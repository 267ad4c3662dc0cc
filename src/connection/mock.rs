//! Scripted in-memory connector for exercising the connection lifecycle
//! under virtual time.

use super::transport::{Connector, Link};
use crate::types::{MonitorError, Result};
use futures::channel::mpsc as link_channel;
use futures::future::{self, BoxFuture};
use futures::{FutureExt, SinkExt, StreamExt};
use std::collections::VecDeque;
use std::sync::{Arc, Mutex};
use tokio::sync::mpsc;
use tokio::time::Instant;
use tokio_tungstenite::tungstenite::Message;

/// What the next `open` call does
#[derive(Debug, Clone, Copy, PartialEq, Eq)]
pub(crate) enum Outcome {
    Accept,
    Refuse,
}

/// The server's side of an accepted link
pub(crate) struct ServerEnd {
    to_client: link_channel::UnboundedSender<Result<Message>>,
    from_client: link_channel::UnboundedReceiver<Message>,
}

impl ServerEnd {
    /// Returns false once the client has dropped its end
    pub(crate) fn send_text(&self, text: &str) -> bool {
        self.to_client
            .unbounded_send(Ok(Message::Text(text.into())))
            .is_ok()
    }

    pub(crate) fn send(&self, message: Message) -> bool {
        self.to_client.unbounded_send(Ok(message)).is_ok()
    }

    /// Next message the client wrote, `None` once it closed its sink
    pub(crate) async fn next_sent(&mut self) -> Option<Message> {
        self.from_client.next().await
    }
}

pub(crate) struct MockConnector {
    script: Mutex<VecDeque<Outcome>>,
    opened_at: Mutex<Vec<Instant>>,
    servers: mpsc::UnboundedSender<ServerEnd>,
}

impl MockConnector {
    /// Outcomes are consumed in order; once exhausted every attempt is refused
    pub(crate) fn new(script: Vec<Outcome>) -> (Arc<Self>, mpsc::UnboundedReceiver<ServerEnd>) {
        let (servers, accepted) = mpsc::unbounded_channel();
        let connector = Arc::new(Self {
            script: Mutex::new(script.into()),
            opened_at: Mutex::new(Vec::new()),
            servers,
        });
        (connector, accepted)
    }

    pub(crate) fn opens(&self) -> usize {
        self.opened_at.lock().unwrap().len()
    }

    /// Gaps between consecutive `open` calls, in milliseconds
    pub(crate) fn gaps_ms(&self) -> Vec<u64> {
        let opened_at = self.opened_at.lock().unwrap();
        opened_at
            .windows(2)
            .map(|pair| (pair[1] - pair[0]).as_millis() as u64)
            .collect()
    }
}

impl Connector for MockConnector {
    fn open(&self, _endpoint: &str) -> BoxFuture<'static, Result<Link>> {
        self.opened_at.lock().unwrap().push(Instant::now());
        let outcome = self
            .script
            .lock()
            .unwrap()
            .pop_front()
            .unwrap_or(Outcome::Refuse);

        let result = match outcome {
            Outcome::Refuse => Err(MonitorError::Connection("connection refused".to_string())),
            Outcome::Accept => {
                let (client_tx, from_client) = link_channel::unbounded();
                let (to_client, client_rx) = link_channel::unbounded();
                let _ = self.servers.send(ServerEnd {
                    to_client,
                    from_client,
                });
                Ok(Link {
                    sink: Box::pin(
                        client_tx.sink_map_err(|e| MonitorError::Connection(e.to_string())),
                    ),
                    stream: client_rx.boxed(),
                })
            }
        };
        future::ready(result).boxed()
    }
}
// Infrastructure module - timers, task tracking and HTTP plumbing shared by the components
pub mod backoff;
pub mod heartbeat;
pub mod http;
pub mod task_manager;

pub use backoff::Backoff;
pub use heartbeat::{Heartbeat, HeartbeatEvent};
pub use http::HttpLogSource;
pub use task_manager::TaskManager;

※

* Description of the task *
Retype only the lines above between the line with "pub(crate) async fn" and the line with "attempt is refused", counting those two lines as well, and keep every character as it is.

* Solution to the problem *
    pub(crate) async fn next_sent(&mut self) -> Option<Message> {
        self.from_client.next().await
    }
}

pub(crate) struct MockConnector {
    script: Mutex<VecDeque<Outcome>>,
    opened_at: Mutex<Vec<Instant>>,
    servers: mpsc::UnboundedSender<ServerEnd>,
}

impl MockConnector {
    /// Outcomes are consumed in order; once exhausted every attempt is refused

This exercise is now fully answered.